According to fashion historian James Laver women's dress is governed by the "Seduction Principle" while men's clothing is governed by the "Hierarchical Principle". This has become a widely accepted theory. I will, however, show that at least in the Middle Ages the symbolism in dress and the driving principles behind them are more complex than that and also that they are essentially the same for both sexes. Both men's and women's clothing are affected by the wish to show off one's wealth as well as being sexual attractive. For example I will show that female headwear is not such a simple symbol of sexual and marital status as it is usually perceived, but that headwear for both men and women could signal for example age and position in society and that the same type of symbols actually was used for both sexes.
Using the one-sex model, as described by Thomas Laqueur in Making Sex- Body and Gender from the Greeks to Freud, I will also show how the perception of sex and gender influenced clothing, creating a one-sex fashion that for the greater part of the Middle Ages strove to achieve the same beauty ideal, irrespective of sex.
I will also touch on the subject of diffusion of fashion in different social strata in medieval Scandinavia and discuss the significance of the relative absence of sumptuary legislation from Sweden and Norway.
Clothing as social sign in medieval Scandinavia
In the Middle Ages clothing conveyed a variety of signals; gender, age, occupation and social position could be seen from a person's clothing.
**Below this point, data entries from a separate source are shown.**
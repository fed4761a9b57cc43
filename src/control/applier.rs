//! Validate-then-apply for level changes.
//!
//! # Responsibilities
//! - Resolve every named logger before touching any of them
//! - Apply the new levels and emit one audit record per change
//!
//! # Design Decisions
//! - A request naming an unknown logger changes nothing
//! - No registry lock is held while audit records are emitted
//! - Audit records go to [`AUDIT_TARGET`] and precede the change they describe

use std::collections::BTreeMap;

use crate::control::ChangeRequest;
use crate::error::ChangeError;
use crate::levels::Level;
use crate::observability::logging::AUDIT_TARGET;
use crate::observability::metrics;
use crate::registry::{LoggerHandle, LoggerRegistry};

/// Apply a parsed request to the registry.
pub fn apply(request: ChangeRequest, registry: &dyn LoggerRegistry) -> Result<(), ChangeError> {
    match request {
        ChangeRequest::NoOp => Ok(()),
        ChangeRequest::SetAll(level) => {
            tracing::info!(target: AUDIT_TARGET, new_level = %level, "change all log levels");
            registry.set_all_levels(level);
            metrics::record_level_change("all");
            Ok(())
        }
        ChangeRequest::SetNamed(changes) => apply_named(&changes, registry),
    }
}

fn apply_named(
    changes: &BTreeMap<String, Level>,
    registry: &dyn LoggerRegistry,
) -> Result<(), ChangeError> {
    // Phase 1: resolve everything.
    let resolved: Vec<(LoggerHandle<'_>, Level)> = changes
        .iter()
        .map(|(name, &level)| {
            registry
                .resolve(name)
                .map(|handle| (handle, level))
                .ok_or_else(|| ChangeError::UnknownLogger(name.clone()))
        })
        .collect::<Result<_, _>>()?;

    // Phase 2: mutate.
    for (handle, level) in &resolved {
        tracing::info!(
            target: AUDIT_TARGET,
            name = %handle.name(),
            new_level = %level,
            "change log level"
        );
        registry.set_level(handle, *level);
        metrics::record_level_change("named");
    }

    Ok(())
}

#[cfg(test)]
mod tests {
    use super::*;
    use crate::registry::{DynamicRegistry, LoggerEntry, StaticRegistry};
    use tracing_test::traced_test;

    fn registries() -> Vec<Box<dyn LoggerRegistry>> {
        let dynamic = DynamicRegistry::new(Level::Info);
        for name in ["a", "b", "c"] {
            dynamic.register(name);
        }
        vec![
            Box::new(StaticRegistry::new(["a", "b", "c"], Level::Info)),
            Box::new(dynamic),
        ]
    }

    fn named(pairs: &[(&str, Level)]) -> ChangeRequest {
        ChangeRequest::SetNamed(pairs.iter().map(|(n, l)| (n.to_string(), *l)).collect())
    }

    fn levels(registry: &dyn LoggerRegistry) -> Vec<(String, Level)> {
        registry
            .list_entries()
            .into_iter()
            .map(|LoggerEntry { name, level }| (name, level))
            .collect()
    }

    #[test]
    fn test_noop_changes_nothing() {
        for registry in registries() {
            let before = levels(registry.as_ref());
            apply(ChangeRequest::NoOp, registry.as_ref()).unwrap();
            assert_eq!(levels(registry.as_ref()), before);
        }
    }

    #[test]
    #[traced_test]
    fn test_set_all() {
        for registry in registries() {
            apply(ChangeRequest::SetAll(Level::Debug), registry.as_ref()).unwrap();
            assert!(registry.list_entries().iter().all(|e| e.level == Level::Debug));
        }
        assert!(logs_contain("change all log levels"));
        assert!(logs_contain(AUDIT_TARGET));
        logs_assert(|lines: &[&str]| {
            match lines.iter().filter(|l| l.contains("change all log levels")).count() {
                2 => Ok(()),
                n => Err(format!("expected one audit record per registry, got {n}")),
            }
        });
    }

    #[test]
    fn test_empty_registry_accepts_set_all() {
        let registry = StaticRegistry::new([], Level::Info);
        assert!(apply(ChangeRequest::SetAll(Level::Off), &registry).is_ok());
    }

    #[test]
    #[traced_test]
    fn test_set_named() {
        for registry in registries() {
            let request = named(&[("a", Level::Trace), ("b", Level::Warning)]);
            apply(request, registry.as_ref()).unwrap();

            let registry = registry.as_ref();
            assert_eq!(registry.resolve("a").unwrap().level(), Level::Trace);
            assert_eq!(registry.resolve("b").unwrap().level(), Level::Warning);
            assert_eq!(registry.resolve("c").unwrap().level(), Level::Info);
        }
        assert!(logs_contain("change log level"));
        assert!(logs_contain("name=a new_level=trace"));
        assert!(logs_contain("name=b new_level=warning"));
    }

    #[test]
    #[traced_test]
    fn test_unknown_logger_changes_nothing() {
        for registry in registries() {
            let before = levels(registry.as_ref());
            let request = named(&[("a", Level::Error), ("b", Level::Error), ("z", Level::Error)]);

            assert_eq!(
                apply(request, registry.as_ref()),
                Err(ChangeError::UnknownLogger("z".into()))
            );
            assert_eq!(levels(registry.as_ref()), before);
        }
        assert!(!logs_contain("change log level"));
    }

    #[test]
    fn test_unknown_logger_resolved_first_in_order() {
        for registry in registries() {
            // "0" sorts before every known name.
            let request = named(&[("0", Level::Error), ("a", Level::Error)]);
            assert_eq!(
                apply(request, registry.as_ref()),
                Err(ChangeError::UnknownLogger("0".into()))
            );
            assert_eq!(registry.resolve("a").unwrap().level(), Level::Info);
        }
    }

    #[test]
    fn test_apply_is_idempotent() {
        for registry in registries() {
            let request = named(&[("a", Level::Critical), ("c", Level::Off)]);
            apply(request.clone(), registry.as_ref()).unwrap();
            let once = levels(registry.as_ref());
            apply(request, registry.as_ref()).unwrap();
            assert_eq!(levels(registry.as_ref()), once);
        }
    }

    #[test]
    fn test_dynamic_registration_during_changes() {
        use std::sync::Arc;
        use std::thread;

        let registry = Arc::new(DynamicRegistry::new(Level::Info));
        registry.register("a");

        let writer = {
            let registry = registry.clone();
            thread::spawn(move || {
                for i in 0..500 {
                    registry.register(&format!("late-{i}"));
                }
            })
        };

        for _ in 0..100 {
            apply(named(&[("a", Level::Debug)]), registry.as_ref()).unwrap();
            apply(ChangeRequest::SetAll(Level::Warning), registry.as_ref()).unwrap();
        }
        writer.join().unwrap();

        assert_eq!(registry.len(), 501);
        assert_eq!(registry.resolve("a").unwrap().level(), Level::Warning);
    }
}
Geographical origin and even religious and political affiliations could also sometimes be "read" by the informed observer.
My dissertation, which will be finished in the beginning of 2006, deals with different aspects of clothing in medieval Norway and Sweden. The first part of it deals with the actual clothing; which clothes were worn? from what materials were they made? what colours did they have? how were they combined? How do the way people in Sweden and Norway dressed relate to continental European fashion? I examine documentary sources like wills, inventories etc. These are compared with archaeological finds and otherwise preserved clothing from the Nordic countries and art mainly from Norway and Sweden. In the case of archaeological finds only published finds are used and for art the study is limited to works which are easily accessible, either in books or electronic databases.
The second part of the dissertation deals with clothing and society. Here the results from the previous study are used to discuss what it was that clothes said about the wearer and how it was said. In my presentation at this conference will discuss the different signals that could be found in clothing in the middle ages.
According to fashion historian James Laver women's dress is governed by the "Seduction Principle" while men's clothing is governed by the "Hierarchical Principle". This has become a widely accepted theory. I will, however, show that at least in the Middle Ages the symbolism in dress and the driving principles behind them are more complex than that and also that they are essentially the same for both sexes. Both men's and women's clothing are affected by the wish to show off one's wealth as well as being sexual attractive. For example I will show that female headwear is not such a simple symbol of sexual and marital status as it is usually perceived, but that headwear for both men and women could signal for example age and position in society and that the same type of symbols actually was used for both sexes.
Using the one-sex model, as described by Thomas Laqueur in Making Sex- Body and Gender from the Greeks to Freud, I will also show how the perception of sex and gender influenced clothing, creating a one-sex fashion that for the greater part of the Middle Ages strove to achieve the same beauty ideal, irrespective of sex.
I will also touch on the subject of diffusion of fashion in different social strata in medieval Scandinavia and discuss the significance of the relative absence of sumptuary legislation from Sweden and Norway.